February 12, 2021
The impact of the nation’s deteriorating mental health from Covid-19 lockdowns and other restrictions cost UK businesses £14bn last year, according to a study by Westfield Health. The cost of absenteeism from work due to mental health reasons increased last year by £1.3bn from 2019’s totals as work from home, travel restrictions, furlough and pay cuts changed the workplace for millions of people across the UK.
However, this has seen a step change among UK businesses, which are focusing on the wellbeing of their teams in greater depth and commitment than ever before. Some 81 percent of businesses surveyed by Westfield Health claim they have a renewed focus on the mental and physical health of employees because of the pandemic.
In its report – Coping with Covid – the corporate health and wellbeing provider asked more than 1,600 staff and employers about workplace health, claiming that absences due to mental health increased by 10 percent during 2020 as people struggled to adapt to their new working climates.
On average, employees took 3.19 days off for mental health-related issues in 2020, up from 2.90 days in 2019. In addition to absenteeism, the research claims that presenteeism (the problem of employees being on the job but not fully functioning because of health reasons, in this case mental health) is a growing issue, with one in three (36 percent) workers saying their workplace productivity has been negatively affected by mental health every week, increasing the cost to business. In fact, 76 percent said they feel their productivity has stagnated or fallen since last year.
Dave Capper, CEO, Westfield Health, said: “As we know, Covid-19 is having a huge impact on employees’ mental health, the scars from which may not be visible, let alone heal, for many years and have arguably changed our connection to work and colleagues permanently.

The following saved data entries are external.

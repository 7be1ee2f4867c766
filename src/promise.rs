//! Completion cells and the `Waitable`/`Promise` handle pair.
//!
//! A completion cell is the one heap-shared mutable resource in the
//! runtime: the producer side delivers exactly once, the consumer side
//! observes readiness, registers continuations, or parks on it as a
//! future. All sharing is `Rc`-based; the runtime is single-threaded by
//! design.

use std::cell::RefCell;
use std::future::Future;
use std::pin::Pin;
use std::rc::Rc;
use std::task::{Context, Poll, Waker};

use crate::chain::{self, Chain};
use crate::fault::Fault;

/// The delivered result of a completed cell, as seen by continuations.
#[derive(Debug)]
pub enum Outcome<T> {
    /// The producer delivered a value.
    Value(T),
    /// The producer delivered a failure.
    Fault(Fault),
}

impl<T> Outcome<T> {
    /// The delivered value, if any.
    pub fn value(&self) -> Option<&T> {
        match self {
            Outcome::Value(v) => Some(v),
            Outcome::Fault(_) => None,
        }
    }

    /// The delivered failure, if any.
    pub fn fault(&self) -> Option<&Fault> {
        match self {
            Outcome::Value(_) => None,
            Outcome::Fault(f) => Some(f),
        }
    }

    fn into_result(self) -> Result<T, Fault> {
        match self {
            Outcome::Value(v) => Ok(v),
            Outcome::Fault(f) => Err(f),
        }
    }
}

type Continuation<T> = Box<dyn FnOnce(&Outcome<T>)>;

enum State<T> {
    Pending {
        continuations: Vec<Continuation<T>>,
        waker: Option<Waker>,
    },
    // `None` once the outcome has been consumed (or while continuations
    // borrow it during delivery).
    Done(Option<Outcome<T>>),
}

struct Cell<T> {
    state: State<T>,
    link: Chain,
}

type CellHandle<T> = Rc<RefCell<Cell<T>>>;

/// Consumer handle to a completion cell.
///
/// Move-only: exactly one holder may await or take the outcome. Other
/// observers register [`on_complete`](Waitable::on_complete)
/// continuations, which borrow the outcome instead of consuming it.
///
/// `Waitable<T>` is a `Future` with output `Result<T, Fault>`; awaiting
/// a cell that is already complete returns without touching the
/// scheduler.
pub struct Waitable<T> {
    cell: CellHandle<T>,
}

/// Producer handle to a completion cell.
///
/// Single-writer: exactly one call to [`deliver`](Promise::deliver) or
/// [`fail`](Promise::fail) is valid over its lifetime. Dropping a
/// promise that never delivered is a bug (a broken promise) unless its
/// chain was aborted, since no other producer can satisfy the paired
/// `Waitable`.
pub struct Promise<T> {
    cell: CellHandle<T>,
}

/// Allocates one completion cell and returns both handles.
pub fn pair<T>() -> (Waitable<T>, Promise<T>) {
    let cell = Rc::new(RefCell::new(Cell {
        state: State::Pending {
            continuations: Vec::new(),
            waker: None,
        },
        link: Chain::new(),
    }));
    (
        Waitable {
            cell: Rc::clone(&cell),
        },
        Promise { cell },
    )
}

impl<T> Waitable<T> {
    /// True once the cell left the pending state.
    pub fn ready(&self) -> bool {
        matches!(self.cell.borrow().state, State::Done(_))
    }

    /// Consumes the delivered outcome.
    ///
    /// # Panics
    ///
    /// Panics if the cell is still pending, or if the outcome was
    /// already consumed by an earlier poll. Both indicate wiring bugs,
    /// not runtime conditions.
    pub fn take(self) -> Result<T, Fault> {
        let mut cell = self.cell.borrow_mut();
        match &mut cell.state {
            State::Pending { .. } => panic!("waitable read before completion"),
            State::Done(slot) => slot
                .take()
                .expect("waitable value already taken")
                .into_result(),
        }
    }

    /// Registers a continuation.
    ///
    /// If the cell is already complete the continuation runs
    /// immediately and synchronously; otherwise it is appended and runs
    /// in registration order at delivery.
    pub fn on_complete(&self, f: impl FnOnce(&Outcome<T>) + 'static) {
        let outcome = {
            let mut cell = self.cell.borrow_mut();
            match &mut cell.state {
                State::Pending { continuations, .. } => {
                    continuations.push(Box::new(f));
                    return;
                }
                State::Done(slot) => slot
                    .take()
                    .expect("waitable observed after its value was taken"),
            }
        };
        f(&outcome);
        match &mut self.cell.borrow_mut().state {
            State::Done(slot) => *slot = Some(outcome),
            State::Pending { .. } => unreachable!("completed cell regressed to pending"),
        }
    }

    pub(crate) fn chain(&self) -> Chain {
        self.cell.borrow().link.clone()
    }
}

impl<T> Future for Waitable<T> {
    type Output = Result<T, Fault>;

    fn poll(self: Pin<&mut Self>, cx: &mut Context<'_>) -> Poll<Self::Output> {
        let this = self.get_mut();
        let outcome = {
            let mut cell = this.cell.borrow_mut();
            match &mut cell.state {
                State::Done(slot) => {
                    Some(slot.take().expect("waitable polled after its value was taken"))
                }
                State::Pending { waker, .. } => {
                    *waker = Some(cx.waker().clone());
                    None
                }
            }
        };
        match outcome {
            Some(outcome) => {
                if let Some(task) = chain::ambient() {
                    task.release_from(&this.chain());
                }
                Poll::Ready(outcome.into_result())
            }
            None => {
                if let Some(task) = chain::ambient() {
                    task.attach_to(&this.chain());
                }
                Poll::Pending
            }
        }
    }
}

impl<T> Promise<T> {
    /// Delivers the value, transitioning the cell out of pending.
    ///
    /// Registered continuations run synchronously in registration
    /// order, then the parked awaiter (if any) is woken.
    ///
    /// # Panics
    ///
    /// Panics if the cell already completed.
    pub fn deliver(&mut self, value: T) {
        complete(&self.cell, Outcome::Value(value));
    }

    /// Delivers a failure; the counterpart of
    /// [`deliver`](Promise::deliver).
    pub fn fail(&mut self, fault: Fault) {
        complete(&self.cell, Outcome::Fault(fault));
    }

    pub(crate) fn chain(&self) -> Chain {
        self.cell.borrow().link.clone()
    }
}

impl<T> Drop for Promise<T> {
    fn drop(&mut self) {
        if std::thread::panicking() {
            return;
        }
        let cell = self.cell.borrow();
        if matches!(cell.state, State::Pending { .. }) && !cell.link.is_aborted() {
            panic!("promise dropped without delivering (broken promise)");
        }
    }
}

fn complete<T>(cell: &CellHandle<T>, outcome: Outcome<T>) {
    let (continuations, waker) = {
        let mut cell = cell.borrow_mut();
        match &mut cell.state {
            State::Pending {
                continuations,
                waker,
            } => {
                let continuations = std::mem::take(continuations);
                let waker = waker.take();
                cell.state = State::Done(None);
                (continuations, waker)
            }
            State::Done(_) => panic!("completion cell delivered twice"),
        }
    };
    // The cell borrow is released while continuations run, so a
    // continuation may itself deliver another promise.
    for continuation in continuations {
        continuation(&outcome);
    }
    match &mut cell.borrow_mut().state {
        State::Done(slot) => *slot = Some(outcome),
        State::Pending { .. } => unreachable!("completed cell regressed to pending"),
    }
    if let Some(waker) = waker {
        waker.wake();
    }
}

#[cfg(test)]
mod tests {
    use super::*;
    use futures::task::noop_waker;

    #[test]
    fn deliver_then_take() {
        let (waitable, mut promise) = pair();
        assert!(!waitable.ready());
        promise.deliver(7);
        assert!(waitable.ready());
        assert_eq!(waitable.take(), Ok(7));
    }

    #[test]
    fn failure_round_trips() {
        let (waitable, mut promise) = pair::<u32>();
        promise.fail(Fault::app("boom"));
        assert_eq!(waitable.take(), Err(Fault::App("boom".into())));
    }

    #[test]
    fn continuations_run_in_registration_order() {
        let (waitable, mut promise) = pair();
        let order = Rc::new(RefCell::new(Vec::new()));
        for label in ["c1", "c2", "c3"] {
            let order = Rc::clone(&order);
            waitable.on_complete(move |_| order.borrow_mut().push(label));
        }
        promise.deliver(1);
        assert_eq!(*order.borrow(), ["c1", "c2", "c3"]);
    }

    #[test]
    fn on_complete_after_delivery_runs_immediately() {
        let (waitable, mut promise) = pair();
        promise.deliver(3);
        let seen = Rc::new(std::cell::Cell::new(0));
        let inner = Rc::clone(&seen);
        waitable.on_complete(move |outcome| inner.set(*outcome.value().unwrap()));
        assert_eq!(seen.get(), 3);
    }

    #[test]
    fn continuation_may_deliver_another_promise() {
        let (first, mut first_promise) = pair();
        let (second, second_promise) = pair();
        let slot = Rc::new(RefCell::new(Some(second_promise)));
        first.on_complete(move |outcome| {
            let value = *outcome.value().unwrap();
            if let Some(mut promise) = slot.borrow_mut().take() {
                promise.deliver(value * 2);
            }
        });
        first_promise.deliver(21);
        assert_eq!(second.take(), Ok(42));
    }

    #[test]
    fn ready_poll_short_circuits_without_waker() {
        let (mut waitable, mut promise) = pair();
        promise.deliver(5);
        let waker = noop_waker();
        let mut cx = Context::from_waker(&waker);
        assert_eq!(Pin::new(&mut waitable).poll(&mut cx), Poll::Ready(Ok(5)));
    }

    #[test]
    #[should_panic(expected = "delivered twice")]
    fn double_delivery_is_a_bug() {
        let (_waitable, mut promise) = pair();
        promise.deliver(1);
        promise.deliver(2);
    }

    #[test]
    #[should_panic(expected = "read before completion")]
    fn take_before_ready_is_a_bug() {
        let (waitable, _promise) = pair::<u32>();
        let _ = waitable.take();
    }

    #[test]
    #[should_panic(expected = "broken promise")]
    fn broken_promise_is_a_bug() {
        let (_waitable, promise) = pair::<u32>();
        drop(promise);
    }

    #[test]
    fn first_delivery_wins() {
        let (waitable, mut promise) = pair();
        promise.deliver(1);
        let second = std::panic::catch_unwind(std::panic::AssertUnwindSafe(|| {
            promise.deliver(2);
        }));
        assert!(second.is_err());
        assert_eq!(waitable.take(), Ok(1));
    }
}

“In 2021, companies will need to support wellbeing from the top down.”
“The findings from our research paint a worrying picture for workplace productivity, with the economic impact of mental health clearly deepening. However, the way businesses have and are responding to this challenge gives us hope, as when we come out the other side of this pandemic, there will be a long-term commitment to support employees’ mental and physical wellbeing.
“This has seen an increased openness to address a once-taboo topic and demands a greater focus by employers on wellbeing, as the link between it and business recovery becomes clearer.”
The research highlights that more than one in five (22 percent) employees are concerned about losing their job, and 26 percent are becoming increasingly anxious about work. In a message to employers, 12 percent of employees believe that they are not being supported by their company as they struggle to come to terms with having to adopt new ways of working and adhere to social distancing regulations in the workplace.
Possibly as a result of these factors, 21 percent said they felt lonely more often, 35 percent said their mental health has declined since the start of the pandemic, 34 percent said their morale was poor and 27 percent of all employees are less engaged than the previous year.
Dave Capper added: “The £14bn cost uncovered in this research shows that decreasing mental health is both a public health and an economic issue. It is a challenge affecting the UK’s economic recovery – and we must help our employees for the sake of all concerned. At a time when many companies are under extreme financial pressures, the investment – both in cost and time – to ensure that employees are coping may seem expensive, but the cost of ignoring the problem is even greater.”
Workplace wellbeing revolution
However, the research claims that progress is being made with the majority (81 percent) of businesses saying the pandemic has made them more focused on wellbeing. This has resulted in the average amount spent on wellbeing increasing by 34 percent in 2020 (£223.50 in 2019 to £300 in 2020) with Westfield Health projecting an increase to £336 in five years’ time.
These forecasts come as more than a third (36 percent) of companies plan to increase spend on wellbeing programmes in the coming year, and more than half (56 percent) grow their spend in the next five years.
According to HR leaders interviewed, this ongoing investment is due to wellbeing becoming more important at their company (52 percent), a greater need for wellbeing post-pandemic (50 percent) and strong evidence for it improving the performance of workers (46 percent). Businesses that have already invested in wellbeing programmes are seeing the benefit, with 78 percent saying engagement is high, compared to 54 percent of those without a programme.
What employees are asking for
As employees continue to struggle with adapting to ongoing restrictions, the Westfield Health research highlights some of the important areas where staff are seeking more assistance from their employers.
Chief among the demands being made are increased calls for long-term changes to the way staff work, such as flexible working hours and working from home (28 percent); more mental health support at work (26 percent); extra wellbeing support to help promote a positive working environment (24 percent) and improvements to the working environment so that it is more Covid-secure (28 percent).
Dave Capper added: “With productivity, morale, motivation and engagement suffering last year, employers are keen to find a way to improve their situation and ensure their financial recovery isn’t stalled by poor wellbeing.
“Despite the welcome news of the vaccine roll-out, it is likely that the HR and wellbeing teams will be focusing on the role their business can play in the mental wellbeing of their teams. However, this research shows that the implications for a business are too big for a company’s HR team to navigate alone.
“In 2021, companies will need to support wellbeing from the top down. They know that the talent in their teams is essential to recovery, and by taking steps to protect that talent mentally and physically, they will be ensuring a healthy future for all concerned.”